CHP’nin İstanbul Büyükşehir Belediye Lider adayı Ekrem İmamoğlu, Habertürk’te yayınlanan Didem Arslan Yılmaz yönetimindeki “Türkiye’nin Nabzı” programına katıldı.
Seçim gündemine ait sorulara karşılık veren İmamoğlu, basın mensupları Nagehan Alçı, Mehmet Akif Ersoy, Deniz Zeyrek’in sorularını yanıtlıyor.
“YSK’NIN KARARINI NASIL YORUMLUYORSUNUZ?”
İmamoğlu’na yöneltilen birinci soru YSK’nın kararını nasıl yorumladığı oldu. YSK’nın demokrasiye darbe vurduğunu tez etti.
“Ne yazık ki dağ fare doğurdu demiştim. Çok makus bir süreç Türkiye demokrasisi ismine. YSK Türkiye’nin demokrasi sürecine büyük bir darbe vurmuştur.” diyen CHP adayı, “Öncesinde başlamıştı dertli süreç. 31 Mart gecesi başlamıştı. Tasalarımız 31 Mart öncesinde de vardı. Örneğin devletin tüm yetkili yetkilileri ‘dünyanın en sağlam seçim sistemi Türkiye’de’ diyorlardı. Seçimi kaybedenler mazeret uydururlar diyorlardı. Biz temkinli yaklaşarak bakın seçim stratejisi olarak meydan meydan geziyor olabilirsiniz, yapmayın, işinize bakın. Bilhassa bakanlıklara bildiriler yolladım meydanlarda, televizyon programlarında. Kendilerinden çok emin, buna yalnızca devletin bakanları, yetkilileri değil AK Parti Genel Lider yardımcıları, hatta sayın Cumhurbaşkanı. Sayın Cumhurbaşkanı’nın açıklaması bir adım daha ileriye gidip, seçime hazırlıklı olduklarını tabir ederken her sandıkta AK Partili insanların vazife yaptıklarını söyledi.” sözlerini kullandı.
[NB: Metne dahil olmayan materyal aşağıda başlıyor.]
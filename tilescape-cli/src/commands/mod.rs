//! CLI command implementations.

pub mod cache;
pub mod snapshot;

use std::path::Path;

use tilescape::config::ConfigFile;

use crate::error::CliError;

/// Load the named configuration file, or defaults when none was given.
pub fn load_config(path: Option<&Path>) -> Result<ConfigFile, CliError> {
    match path {
        Some(path) => Ok(ConfigFile::load(path)?),
        None => Ok(ConfigFile::default()),
    }
}
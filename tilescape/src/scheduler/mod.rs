//! Visible-grid scheduling and job execution.
//!
//! A redraw cycle derives the visible tile range from the viewport
//! ([`TileSpan`]), resolves every tile through the cache tiers into a
//! [`Frame`], and — when requested — rebuilds the pending [`JobList`]
//! sorted nearest-to-center. The [`RenderLoop`] drains that list one job
//! at a time behind the pause gate.

mod executor;
mod frame;
mod jobs;
mod viewport;

pub use executor::{RenderLoop, DEFAULT_JOB_TIMEOUT};
pub use frame::{Frame, TileDraw, TileState};
pub use jobs::{JobList, RenderJob};
pub use viewport::{CanvasSize, TileSpan, Viewport};

/// Receiver for out-of-band repaint requests.
///
/// Background activity (a finished render job, a completed cache read)
/// announces that the picture on screen is stale by calling
/// [`request_redraw`](Self::request_redraw). Implementations are invoked
/// from worker tasks and must only *schedule* a redraw — typically by
/// notifying the UI loop — never perform drawing inline.
pub trait RedrawNotifier: Send + Sync {
    /// Schedule a repaint-only redraw (no new jobs).
    fn request_redraw(&self);
}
“YSK MİLLETİN İRADESİNE TERS BİR KARAR VERDİ”
Biz de büyük uğraş gösterdik sandık güvenliğiyle ilgili olarak. O gece devletin eliyle Anadolu Ajansı birçok ekrana yansıyan bilgileri verme noktasında Türkiye tarihinin tahminen dünya tarihinin en rezil gecesini yaşattık. Devlet yetkili kurumlarından bir kişi ‘niye yapmıştır’ demiyor. Biz elimizdeki ıslak imzalı tutanakları üzerinden hakkımızı savunduk. 14 saat bu ülkeye data verilmemiştir. Pişkin konuşmalar olmuştur. Önlemli olduk. Onların sandık görevlilerin birtakım yerlerde bizden daha fazla olduğunu biliyoruz. Hakkımızı aradık. 6 Mayıs itirazlar vs. 45 gün uydurdular. Hak olanları elbette, kimi içtihatlara nazaran hak kabul edilen itirazlar elbette vardır. Birçok münasebet uydurma. Negatif olumsuz tarih yazdılar. Demokrasiye darbe vurdular, halkın iradesini yok saydılar. YSK hukuka alışılmamış bir karar verdi.
FARKIN AZALMASI KONUSU
Basın mensuplarından oyların sayılarak ortadaki farkın azalması istikametindeki duruma ait “Oy farkı 29 binden 13 bine nasıl düştü sorusu yöneltildi. Geçersiz oyların yine sayıldı. Burada şuurlu, organize iş var deniyor. Ne dersiniz?” sorusuna karşılık İmamoğlu bunun uydurma olduğunu savundu.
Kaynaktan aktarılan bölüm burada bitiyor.